A primeira fábrica da cidade foi instalada no prédio da Lidgerwood, que fabricava implementos agrícolas para as fazendas de café. O prédio, que já abrigou o Museu da Cidade, foi abandonado e neste sábado, 15, começa a ser discutido o projeto de restauro. Sua origem deu início ao processo de industrialização da cidade. Nesse período, no final do século 19, começou a se desenvolver um novo eixo urbano, iniciado pela Avenida Andrade de Neves que saía da estação e seguia até a Avenida Barão de Itapura, onde estava a Estação Guanabara, da Cia. Mogiana. Naquela área foram instalados o Hospital Beneficência Portuguesa, o Instituto Agronômico (em estilo renascentista), a Maternidade de Campinas (no espaço da antiga rodoviária) e o Colégio Culto à Ciência, conta a arquiteta e escritora.
O crescimento da cidade foi interrompido com a epidemia da febre amarela, seguida pela varíola e o aumento da lepra, provocados pela falta de saneamento urbano. O bairro Vila Industrial surgiu atrás do pátio ferroviário, abrigando casas simples de operários, instalações como matadouro e curtume, além do hospital dos variolosos e morféticos. No início do século 20, Saturnino de Brito implantou um plano de saneamento na cidade, canalizando o córrego da Avenida Orosimbo Maia.
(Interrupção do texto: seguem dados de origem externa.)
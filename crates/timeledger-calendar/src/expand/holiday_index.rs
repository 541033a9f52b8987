use std::collections::HashSet;

use chrono::NaiveDate;

use timeledger_core::types::CenterId;

use crate::model::CenterHoliday;

/// Set of a center's non-operating dates.
///
/// Holidays only tag occurrences; they never remove them.
#[derive(Debug, Default)]
pub struct HolidayIndex {
    dates: HashSet<NaiveDate>,
}

impl HolidayIndex {
    /// ## Summary
    /// Indexes the holidays that belong to `center_id`.
    #[must_use]
    pub fn build<'a, I>(center_id: CenterId, holidays: I) -> Self
    where
        I: IntoIterator<Item = &'a CenterHoliday>,
    {
        let dates = holidays
            .into_iter()
            .filter(|holiday| holiday.center_id == center_id)
            .map(|holiday| holiday.date)
            .collect();
        Self { dates }
    }

    #[must_use]
    pub fn is_holiday(&self, date: NaiveDate) -> bool {
        self.dates.contains(&date)
    }

    #[must_use]
    pub fn len(&self) -> usize {
        self.dates.len()
    }

    #[must_use]
    pub fn is_empty(&self) -> bool {
        self.dates.is_empty()
    }
}
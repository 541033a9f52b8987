//! Query composition for `audit_logs`.

use diesel::prelude::*;
use diesel_async::RunQueryDsl;

use crate::db::connection::DbConnection;
use crate::db::schema::audit_logs;
use crate::model::audit::NewAuditLogRow;

/// ## Summary
/// Appends one audit entry.
///
/// ## Errors
/// Returns an error if the database operation fails.
pub async fn insert(conn: &mut DbConnection<'_>, row: &NewAuditLogRow<'_>) -> QueryResult<()> {
    diesel::insert_into(audit_logs::table)
        .values(row)
        .execute(conn)
        .await?;
    Ok(())
}
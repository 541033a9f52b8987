use diesel::{pg::Pg, prelude::*};

use crate::db::enums::{ExceptionKind, ExceptionStatus};
use crate::db::schema;

/// Per-date override row. The `new_*` columns carry replacement values.
#[derive(Debug, Clone, PartialEq, Eq, Queryable, Selectable, Identifiable)]
#[diesel(table_name = schema::schedule_exceptions)]
#[diesel(check_for_backend(Pg))]
pub struct ScheduleExceptionRow {
    pub id: i64,
    pub center_id: i64,
    pub rule_id: Option<i64>,
    pub offering_id: i64,
    pub exception_date: chrono::NaiveDate,
    pub kind: ExceptionKind,
    pub status: ExceptionStatus,
    pub new_start_time: Option<chrono::NaiveTime>,
    pub new_end_time: Option<chrono::NaiveTime>,
    pub new_room_id: Option<i64>,
    pub new_teacher_id: Option<i64>,
    pub reason: String,
    pub recurrence: Option<String>,
    pub created_at: chrono::DateTime<chrono::Utc>,
    pub deleted_at: Option<chrono::DateTime<chrono::Utc>>,
}

/// Writable columns of an exception; also the full-row changeset.
#[derive(Debug, Clone, PartialEq, Eq, Insertable, AsChangeset)]
#[diesel(table_name = schema::schedule_exceptions)]
#[diesel(treat_none_as_null = true)]
pub struct NewScheduleExceptionRow {
    pub center_id: i64,
    pub rule_id: Option<i64>,
    pub offering_id: i64,
    pub exception_date: chrono::NaiveDate,
    pub kind: ExceptionKind,
    pub status: ExceptionStatus,
    pub new_start_time: Option<chrono::NaiveTime>,
    pub new_end_time: Option<chrono::NaiveTime>,
    pub new_room_id: Option<i64>,
    pub new_teacher_id: Option<i64>,
    pub reason: String,
    pub recurrence: Option<String>,
}
//! Holiday bulk import result.

use std::collections::HashSet;

use serde::Serialize;

use timeledger_calendar::model::{CenterHoliday, NewHoliday};

/// Outcome of one bulk import. `skipped` covers both dates the center
/// already had and dates repeated within the request.
#[derive(Debug, Clone, PartialEq, Eq, Serialize)]
pub struct HolidayImport {
    pub requested: usize,
    pub created: usize,
    pub skipped: usize,
    pub holidays: Vec<CenterHoliday>,
}

impl HolidayImport {
    #[must_use]
    pub fn new(requested: usize, holidays: Vec<CenterHoliday>) -> Self {
        Self {
            requested,
            created: holidays.len(),
            skipped: requested.saturating_sub(holidays.len()),
            holidays,
        }
    }
}

/// Keeps the first holiday submitted for each date.
pub(crate) fn dedupe_by_date(holidays: Vec<NewHoliday>) -> Vec<NewHoliday> {
    let mut seen = HashSet::new();
    holidays
        .into_iter()
        .filter(|holiday| seen.insert(holiday.date))
        .collect()
}

#[cfg(test)]
mod tests {
    use chrono::NaiveDate;

    use super::*;

    fn new_holiday(day: u32, name: &str) -> NewHoliday {
        NewHoliday {
            date: NaiveDate::from_ymd_opt(2026, 1, day).expect("valid date"),
            name: name.to_string(),
        }
    }

    #[test]
    fn dedupe_keeps_first_name() {
        let unique = dedupe_by_date(vec![
            new_holiday(1, "New Year"),
            new_holiday(19, "MLK Day"),
            new_holiday(1, "duplicate"),
        ]);

        assert_eq!(unique.len(), 2);
        assert_eq!(unique[0].name, "New Year");
        assert_eq!(unique[1].name, "MLK Day");
    }

    #[test]
    fn skipped_counts_everything_not_created() {
        let import = HolidayImport::new(3, Vec::new());
        assert_eq!(import.created, 0);
        assert_eq!(import.skipped, 3);
    }
}
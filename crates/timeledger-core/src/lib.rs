//! Shared configuration, errors, identifiers and constants for the
//! timeledger workspace.

pub mod config;
pub mod constants;
pub mod error;
pub mod types;
//! Log-structured backend on Redis Streams
//!
//! `send` appends with `XADD`. Subscribers join a consumer group, read with
//! `XREADGROUP` and acknowledge each entry after the handler returned, so
//! entries read by a consumer that died stay pending for redelivery.

use async_trait::async_trait;
use redis::aio::ConnectionManager;
use redis::streams::{StreamReadOptions, StreamReadReply};
use redis::{AsyncCommands, Value};
use std::collections::HashMap;
use std::sync::atomic::{AtomicU64, Ordering};
use std::time::Duration;
use tokio_util::sync::CancellationToken;
use tracing::{debug, info, warn};

use crate::error::{MessagingError, Result};
use crate::message::Message;
use crate::traits::{MessageHandler, MessagingClient, Subscription};
use config::RedisConfig;

const FIELD_PAYLOAD: &str = "payload";
const FIELD_KEY: &str = "key";
const FIELD_HEADERS: &str = "headers";

const READ_BLOCK_MS: usize = 1_000;
const READ_BATCH: usize = 64;
const RETRY_DELAY: Duration = Duration::from_secs(1);

static CONSUMER_SEQ: AtomicU64 = AtomicU64::new(0);

pub struct RedisStreamClient {
    client: redis::Client,
    conn: ConnectionManager,
    group: String,
}

impl RedisStreamClient {
    pub async fn connect(config: &RedisConfig, group: impl Into<String>) -> Result<Self> {
        info!(host = %config.host, port = config.port, db = config.db_index, "Connecting to Redis Streams");

        let client = redis::Client::open(config.url())
            .map_err(|e| MessagingError::Connection(e.to_string()))?;
        let conn = client
            .get_connection_manager()
            .await
            .map_err(|e| MessagingError::Connection(e.to_string()))?;

        Ok(Self {
            client,
            conn,
            group: group.into(),
        })
    }

    async fn ensure_group(&self, topic: &str) -> Result<()> {
        let mut conn = self.conn.clone();
        let created: redis::RedisResult<()> =
            conn.xgroup_create_mkstream(topic, &self.group, "$").await;
        match created {
            Ok(()) => Ok(()),
            Err(e) if e.code() == Some("BUSYGROUP") => Ok(()),
            Err(e) => Err(MessagingError::subscribe(topic, e)),
        }
    }
}

/// Stream entry fields for `message`
pub fn to_fields(message: &Message) -> Result<Vec<(&'static str, Vec<u8>)>> {
    let mut fields = vec![(FIELD_PAYLOAD, message.payload.clone())];
    if let Some(key) = &message.key {
        fields.push((FIELD_KEY, key.clone().into_bytes()));
    }
    if !message.headers.is_empty() {
        fields.push((FIELD_HEADERS, serde_json::to_vec(&message.headers)?));
    }
    Ok(fields)
}

/// Rebuild a message from stream entry fields
pub fn from_fields(map: &HashMap<String, Value>) -> Result<Message> {
    let bytes = |name: &str| -> Result<Option<Vec<u8>>> {
        map.get(name)
            .map(|v| redis::from_redis_value::<Vec<u8>>(v))
            .transpose()
            .map_err(|e| MessagingError::Encoding(e.to_string()))
    };

    let payload = bytes(FIELD_PAYLOAD)?
        .ok_or_else(|| MessagingError::Encoding("stream entry has no payload".into()))?;
    let key = bytes(FIELD_KEY)?
        .map(|k| String::from_utf8(k).map_err(|e| MessagingError::Encoding(e.to_string())))
        .transpose()?;
    let headers = match bytes(FIELD_HEADERS)? {
        Some(raw) => serde_json::from_slice(&raw)?,
        None => HashMap::new(),
    };

    Ok(Message {
        payload,
        key,
        headers,
    })
}

#[async_trait]
impl MessagingClient for RedisStreamClient {
    fn backend(&self) -> &'static str {
        "redis_stream"
    }

    async fn send(&self, topic: &str, message: Message) -> Result<()> {
        let fields = to_fields(&message)?;
        let mut conn = self.conn.clone();
        let _id: String = conn
            .xadd(topic, "*", &fields)
            .await
            .map_err(|e| MessagingError::send(topic, e))?;
        Ok(())
    }

    async fn subscribe(&self, topic: &str, handler: MessageHandler) -> Result<Subscription> {
        self.ensure_group(topic).await?;

        let mut conn = self
            .client
            .get_multiplexed_tokio_connection()
            .await
            .map_err(|e| MessagingError::subscribe(topic, e))?;

        let group = self.group.clone();
        let consumer = format!(
            "{}-{}-{}",
            group,
            std::process::id(),
            CONSUMER_SEQ.fetch_add(1, Ordering::Relaxed)
        );
        let topic_name = topic.to_string();
        let token = CancellationToken::new();
        let stop = token.clone();

        info!(topic, %group, %consumer, "Joining stream consumer group");

        let handle = tokio::spawn(async move {
            let opts = StreamReadOptions::default()
                .group(&group, &consumer)
                .count(READ_BATCH)
                .block(READ_BLOCK_MS);
            let keys = [topic_name.clone()];

            loop {
                let read: redis::RedisResult<StreamReadReply> = tokio::select! {
                    _ = stop.cancelled() => break,
                    read = conn.xread_options(&keys, &[">"], &opts) => read,
                };

                let reply = match read {
                    Ok(reply) => reply,
                    Err(e) => {
                        warn!(topic = %topic_name, error = %e, "Stream read failed, retrying");
                        tokio::time::sleep(RETRY_DELAY).await;
                        continue;
                    }
                };

                for entry in reply.keys.into_iter().flat_map(|k| k.ids) {
                    match from_fields(&entry.map) {
                        Ok(message) => handler(message),
                        Err(e) => warn!(topic = %topic_name, id = %entry.id, error = %e, "Skipping undecodable stream entry"),
                    }
                    let acked: redis::RedisResult<i64> =
                        conn.xack(&topic_name, &group, &[&entry.id]).await;
                    if let Err(e) = acked {
                        warn!(topic = %topic_name, id = %entry.id, error = %e, "Failed to acknowledge stream entry");
                    }
                }
            }
            debug!(topic = %topic_name, "Stream subscription stopped");
        });

        Ok(Subscription::new(topic, token, handle))
    }
}

#[cfg(test)]
mod tests {
    use super::*;

    fn as_map(fields: Vec<(&'static str, Vec<u8>)>) -> HashMap<String, Value> {
        fields
            .into_iter()
            .map(|(k, v)| (k.to_string(), Value::Data(v)))
            .collect()
    }

    #[test]
    fn test_fields_round_trip() {
        let msg = Message::new("payload")
            .with_key("match-1")
            .with_header("outcome", "success");

        let decoded = from_fields(&as_map(to_fields(&msg).unwrap())).unwrap();
        assert_eq!(decoded, msg);
    }

    #[test]
    fn test_minimal_fields() {
        let fields = to_fields(&Message::new("x")).unwrap();
        assert_eq!(fields.len(), 1);
        assert_eq!(fields[0].0, FIELD_PAYLOAD);
    }

    #[test]
    fn test_missing_payload() {
        let mut map = HashMap::new();
        map.insert(FIELD_KEY.to_string(), Value::Data(b"k".to_vec()));
        assert!(from_fields(&map).is_err());
    }
}
use crate::bucket::{Bucket, BucketGuard, BucketStore, RequestRef};
use crate::error::{MatchingError, Result};
use crate::matcher;
use crate::metrics::{EngineMetrics, EngineMetricsSnapshot, Gauge};
use crate::notifier::NotificationPipeline;
use crate::pair::MatchPair;
use crate::request::{ChannelId, PlayerRequest};

/// Timing and capacity settings, resolved from configuration
#[derive(Debug, Clone)]
pub struct EngineSettings {
    pub bucket_size: i32,
    pub max_score: i32,
    pub bucket_capacity: usize,
    pub initial_delay: Duration,
    pub scan_interval: Duration,
    pub sweep_interval: Duration,
    pub counter_reset_interval: Duration,
    pub low_traffic_threshold: u64,
    pub max_pending_events: u64,
}

impl From<&config::MatchingConfig> for EngineSettings {
    fn from(cfg: &config::MatchingConfig) -> Self {
        Self {
            bucket_size: cfg.bucket_size,
            max_score: cfg.max_score,
            bucket_capacity: cfg.expected_load_per_bucket,
            initial_delay: Duration::from_millis(cfg.initial_delay_ms),
            scan_interval: Duration::from_millis(cfg.scan_interval_ms),
            sweep_interval: Duration::from_millis(cfg.sweep_interval_ms),
            counter_reset_interval: Duration::from_millis(cfg.counter_reset_interval_ms),
            low_traffic_threshold: cfg.low_traffic_threshold,
            max_pending_events: cfg.max_pending_events,
        }
    }
}

impl Default for EngineSettings {
    fn default() -> Self {
        Self::from(&config::MatchingConfig::default())
    }
}

struct EngineCore {
    store: BucketStore,
    pipeline: Arc<NotificationPipeline>,
    settings: EngineSettings,
    pending: Gauge,
    window_submissions: AtomicU64,
    sweeping: AtomicBool,
    metrics: EngineMetrics,
}

struct Running {
    token: CancellationToken,
    tasks: Vec<JoinHandle<()>>,
}

/// Bucketed matchmaker plus the background tasks that drive it
///
/// Cheap to share behind an `Arc`. Submissions never block; all matching
/// happens in [`run_scan_cycle`](Self::run_scan_cycle) and
/// [`run_global_sweep`](Self::run_global_sweep), either called directly or
/// from the tasks spawned by [`start`](Self::start).
pub struct MatchingEngine {
    core: Arc<EngineCore>,
    running: Mutex<Option<Running>>,
}
//! HTTP front door (axum)
//!
//! Serves the join, stats and health routes. The listener drains in-flight
//! requests once the shutdown token fires.

use async_trait::async_trait;
use axum::Router;
use parking_lot::RwLock;
use std::net::SocketAddr;
use std::sync::atomic::{AtomicBool, Ordering};
use std::sync::Arc;
use std::time::Duration;
use tokio::net::TcpListener;
use tokio_util::sync::CancellationToken;
use tower_http::request_id::{MakeRequestUuid, PropagateRequestIdLayer, SetRequestIdLayer};
use tower_http::{timeout::TimeoutLayer, trace::TraceLayer};
use tracing::{error, info};

use crate::config::ServerConfig;
use crate::error::{Result, ServerError};
use crate::health::{health_routes, HealthState};
use crate::traits::Server;

const REQUEST_ID_HEADER: &str = "x-request-id";

#[derive(Clone)]
pub struct HttpServer {
    config: ServerConfig,
    router: Router,
    running: Arc<AtomicBool>,
    bound_addr: Arc<RwLock<Option<SocketAddr>>>,
}

impl HttpServer {
    pub fn new(config: ServerConfig, router: Router) -> Self {
        Self {
            config,
            router,
            running: Arc::new(AtomicBool::new(false)),
            bound_addr: Arc::new(RwLock::new(None)),
        }
    }

    /// Only `GET /health`, reported under `service`
    pub fn health_only(config: ServerConfig, service: &str) -> Self {
        Self::new(config, health_routes(Arc::new(HealthState::new(service))))
    }

    /// Wrap `router` with request ids, tracing and a per-request timeout
    pub fn with_defaults(config: ServerConfig, router: Router, timeout: Duration) -> Self {
        let header = axum::http::HeaderName::from_static(REQUEST_ID_HEADER);
        let router = router
            .layer(TimeoutLayer::new(timeout))
            .layer(TraceLayer::new_for_http())
            .layer(PropagateRequestIdLayer::new(header.clone()))
            .layer(SetRequestIdLayer::new(header, MakeRequestUuid));
        Self::new(config, router)
    }

    pub fn config(&self) -> &ServerConfig {
        &self.config
    }

    fn bind_addr(&self) -> Result<SocketAddr> {
        self.config
            .http_addr()
            .ok_or_else(|| ServerError::ConfigError("HTTP port not configured".into()))?
    }
}

#[async_trait]
impl Server for HttpServer {
    fn name(&self) -> &str {
        "http"
    }

    fn address(&self) -> Option<SocketAddr> {
        *self.bound_addr.read()
    }

    fn is_running(&self) -> bool {
        self.running.load(Ordering::Acquire)
    }

    async fn run(&self, shutdown: CancellationToken) -> Result<()> {
        let addr = self.bind_addr()?;
        let listener = TcpListener::bind(addr)
            .await
            .map_err(|e| ServerError::bind(addr.to_string(), e))?;
        let local_addr = listener.local_addr()?;

        *self.bound_addr.write() = Some(local_addr);
        self.running.store(true, Ordering::Release);
        info!(%local_addr, "HTTP API listening");

        let result = axum::serve(listener, self.router.clone())
            .with_graceful_shutdown(async move { shutdown.cancelled().await })
            .await;

        self.running.store(false, Ordering::Release);
        *self.bound_addr.write() = None;

        result.map_err(|e| {
            error!(%e, "HTTP API failed");
            ServerError::Io(e)
        })?;
        info!("HTTP API stopped");
        Ok(())
    }
}
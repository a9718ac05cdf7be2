//! matchd CLI and server binary
//!
//! Entry point for the matchmaking service. Provides commands for
//! initializing, validating, and starting matchd.

mod ingest;

use anyhow::{Context, Result};
use cli::{Cli, Commands, MessagingBackend};
use config::{generate_default_config, load_config, save_config, validate_config, MatchdConfig};
use matchmaking::api::{create_router, ApiState};
use matchmaking::{
    ConnectionRegistry, MatchingEngine, NotificationPipeline, PairMirror, PipelineConfig,
};
use observability::{init_logging, init_metrics, LogFormat, MatchMetrics, MatchSample};
use server::health::health_routes;
use server::{CombinedServer, HealthState, HttpServer, Server, ServerConfig, ShutdownController};
use std::path::Path;
use std::sync::Arc;
use std::time::Duration;
use tokio_util::sync::CancellationToken;
use tracing::{debug, error, info, warn};

use crate::ingest::IngestHandler;

/// Per-request timeout on the HTTP API
const HTTP_REQUEST_TIMEOUT: Duration = Duration::from_secs(10);

/// How often engine counters are pushed to the metrics recorder
const METRICS_SAMPLE_INTERVAL: Duration = Duration::from_secs(1);

#[tokio::main]
async fn main() -> Result<()> {
    let cli = Cli::parse_args();

    match cli.command {
        Commands::Start {
            config,
            http,
            ws,
            messaging,
        } => start_command(config, http, ws, messaging).await,
        Commands::Validate { config } => {
            init_logging("matchd", LogFormat::Pretty, "info")?;
            info!("Executing 'validate' command");
            validate_command(config).await
        }
        Commands::Init { output } => {
            init_logging("matchd", LogFormat::Pretty, "info")?;
            info!("Executing 'init' command");
            init_command(output).await
        }
    }
}

async fn start_command<P: AsRef<Path>>(
    config_path: P,
    http_override: Option<u16>,
    ws_override: Option<u16>,
    messaging_override: Option<MessagingBackend>,
) -> Result<()> {
    let config_path = config_path.as_ref();
    let mut config = load_config(config_path)?;

    // Logging settings live in the config, so the subscriber comes up after loading it
    let logging = &config.monitoring.logging;
    let format = LogFormat::parse(&logging.format).unwrap_or_default();
    init_logging(&config.service.name, format, &logging.level)?;
    info!(path = ?config_path, "matchd starting...");

    apply_overrides(&mut config, http_override, ws_override, messaging_override);

    let report = validate_config(&config);

    if !report.warnings.is_empty() {
        warn!("Configuration warnings:");
        for warning in &report.warnings {
            warn!(field = %warning.field, message = %warning.message);
        }
    }

    if !report.is_valid() {
        error!(
            error_count = report.errors.len(),
            "Configuration validation failed"
        );
        for err in &report.errors {
            error!("{}", err);
        }
        anyhow::bail!("Cannot start matchd due to configuration errors");
    }

    run_service(config).await
}

/// Apply CLI flags on top of the loaded configuration
fn apply_overrides(
    config: &mut MatchdConfig,
    http: Option<u16>,
    ws: Option<u16>,
    messaging: Option<MessagingBackend>,
) {
    if let Some(port) = http {
        debug!(port, "Overriding HTTP port");
        config.server.http_port = port;
    }
    if let Some(port) = ws {
        debug!(port, "Overriding WebSocket port");
        config.server.ws_port = port;
    }
    if let Some(backend) = messaging {
        debug!(backend = backend.as_str(), "Overriding messaging backend");
        config.messaging.messaging_type = backend.as_str().to_string();
    }
}

async fn run_service(config: MatchdConfig) -> Result<()> {
    let service = config.service.name.clone();

    if config.monitoring.metrics.enabled {
        init_metrics(config.monitoring.metrics.prometheus_port)?;
    }

    let messaging = messaging::create_client(&config.messaging)
        .await
        .context("Failed to create messaging client")?;

    let registry = Arc::new(ConnectionRegistry::with_shards(config.registry.shard_count)?);

    let mirror = config.messaging.mirror_pairs.then(|| PairMirror {
        client: messaging.clone(),
        topic: config.messaging.topic.clone(),
    });
    let pipeline = Arc::new(NotificationPipeline::start(
        PipelineConfig::from(&config.notification),
        registry.clone(),
        mirror,
    )?);

    let engine = Arc::new(MatchingEngine::from_config(
        &config.matching,
        pipeline.clone(),
    )?);
    engine.start()?;

    let shutdown = ShutdownController::with_signals();

    if config.monitoring.metrics.enabled {
        tokio::spawn(report_metrics(
            engine.clone(),
            registry.clone(),
            shutdown.child_token(),
        ));
    }

    let server_config = ServerConfig::from(&config.server);
    let router = create_router(ApiState {
        engine: engine.clone(),
        registry: registry.clone(),
        messaging: messaging.clone(),
        join_topic: config.messaging.join_topic.clone(),
    })
    .merge(health_routes(Arc::new(HealthState::new(service.clone()))));

    let server = CombinedServer::new(service.clone(), server_config.clone())
        .with_http_server(HttpServer::with_defaults(
            server_config.clone(),
            router,
            HTTP_REQUEST_TIMEOUT,
        ))
        .with_ws_handler(Arc::new(IngestHandler::new(engine.clone(), registry.clone())));

    info!(
        service = %service,
        environment = %config.service.environment,
        http_port = ?server_config.http_port,
        ws_port = ?server_config.websocket_port,
        messaging = messaging.backend(),
        buckets = engine.num_buckets(),
        "Starting service"
    );

    let result = server.run(shutdown.child_token()).await;
    shutdown.shutdown();

    engine.stop().await;
    let timeout = Duration::from_millis(config.notification.shutdown_timeout_ms);
    let abandoned = pipeline.shutdown(timeout).await;
    if abandoned > 0 {
        warn!(abandoned, "Pairs left undelivered at shutdown");
    }

    let stats = engine.snapshot();
    info!(
        submitted = stats.submitted,
        pairs = stats.pairs_emitted,
        "matchd stopped"
    );

    result.map_err(Into::into)
}

/// Push engine counters into the metrics recorder until cancelled
async fn report_metrics(
    engine: Arc<MatchingEngine>,
    registry: Arc<ConnectionRegistry>,
    token: CancellationToken,
) {
    let metrics = MatchMetrics::new();
    let mut ticker = tokio::time::interval(METRICS_SAMPLE_INTERVAL);

    loop {
        tokio::select! {
            _ = token.cancelled() => break,
            _ = ticker.tick() => {
                let engine_stats = engine.snapshot();
                let pipeline_stats = engine.pipeline().snapshot();
                metrics.record(&MatchSample {
                    submitted: engine_stats.submitted,
                    rejected: engine_stats.rejected,
                    pairs_emitted: engine_stats.pairs_emitted,
                    delivered: pipeline_stats.delivered,
                    failed: pipeline_stats.failed,
                    pending_events: engine_stats.pending_events,
                    queued: engine.queued() as u64,
                    connections: registry.len() as u64,
                });
            }
        }
    }
}

async fn validate_command<P: AsRef<Path>>(config_path: P) -> Result<()> {
    info!(path = ?config_path.as_ref(), "Validating configuration");

    let config = match load_config(&config_path) {
        Ok(c) => c,
        Err(e) => {
            error!(%e, "Failed to load configuration");
            anyhow::bail!(e);
        }
    };

    let report = validate_config(&config);

    println!("\n=== Configuration Validation Report ===\n");

    if !report.defaults_applied.is_empty() {
        println!("Defaults Applied ({}):", report.defaults_applied.len());
        for default in &report.defaults_applied {
            println!("  [info] {} = {}", default.field, default.value);
        }
        println!();
    }

    if !report.warnings.is_empty() {
        println!("Warnings ({}):", report.warnings.len());
        for warning in &report.warnings {
            println!("  [warn] [{}] {}", warning.field, warning.message);
        }
        println!();
    }

    if !report.errors.is_empty() {
        println!("Errors ({}):", report.errors.len());
        for err in &report.errors {
            println!("  [error] {}", err);
        }
        println!();
        anyhow::bail!("Configuration validation failed");
    }

    let matching = &config.matching;
    let buckets = (matching.max_score + matching.bucket_size - 1) / matching.bucket_size;

    println!("[ok] Configuration is valid!");
    println!();
    println!("Service: {} ({})", config.service.name, config.service.environment);
    println!(
        "Buckets: {} x {} points (max score {})",
        buckets, matching.bucket_size, matching.max_score
    );
    println!(
        "Notification: ring {} / {} consumers",
        config.notification.ring_buffer_size, config.notification.consumers
    );
    println!("Messaging: {}", config.messaging.messaging_type);
    println!(
        "Ports: HTTP={}, WebSocket={}",
        config.server.http_port, config.server.ws_port
    );

    Ok(())
}

async fn init_command<P: AsRef<Path>>(output_path: P) -> Result<()> {
    let output_path = output_path.as_ref();
    info!(?output_path, "Initializing new configuration file");

    let config = generate_default_config();

    if let Some(parent) = output_path.parent() {
        std::fs::create_dir_all(parent)
            .with_context(|| format!("Failed to create directory: {:?}", parent))?;
    }

    save_config(&config, output_path)?;

    println!("[ok] Configuration file created successfully!");
    println!();
    println!("Location: {:?}", output_path);
    println!();
    println!("This configuration includes:");
    println!("  - Score buckets and scan/sweep timing");
    println!("  - Notification pipeline sizing");
    println!("  - In-memory messaging (switch to redis_stream or redis_pubsub as needed)");
    println!();
    println!("Next steps:");
    println!("  1. Edit the configuration file to customize settings");
    println!("  2. Set any environment variables it references (e.g. MATCHD_ENV)");
    println!(
        "  3. Run 'matchd validate --config {:?}' to check configuration",
        output_path
    );
    println!(
        "  4. Run 'matchd start --config {:?}' to start the service",
        output_path
    );

    Ok(())
}

#[cfg(test)]
mod tests {
    use super::*;

    #[test]
    fn test_apply_overrides() {
        let mut config = generate_default_config();
        apply_overrides(&mut config, Some(0), Some(9999), Some(MessagingBackend::RedisStream));

        assert_eq!(config.server.http_port, 0);
        assert_eq!(config.server.ws_port, 9999);
        assert_eq!(config.messaging.messaging_type, "redis_stream");
        assert_eq!(ServerConfig::from(&config.server).http_port, None);
    }

    #[test]
    fn test_no_overrides_keeps_config() {
        let mut config = generate_default_config();
        let before = config.server.ws_port;
        apply_overrides(&mut config, None, None, None);

        assert_eq!(config.server.ws_port, before);
        assert_eq!(config.messaging.messaging_type, "memory");
    }
}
Depois disso, no período pré-modernista - que pregava a renovação - foram feitas muitas demolições de construções históricas para dar lugar a prédios mais modernos, como o Fórum, no Largo do Rosário. "Onde havia sido um local de poder religioso virou a sede do poder civil", comenta Ana Villanuova. "E foram esses eixos de desenvolvimento que ordenaram a Campinas atual, e nos leva a pensar que daqui pra frente é preciso ser mais cuidadoso com as mudanças, buscando diálogo e equilíbrio entre o antigo e o novo, harmonizando o passado com o futuro", recomenda a especialista.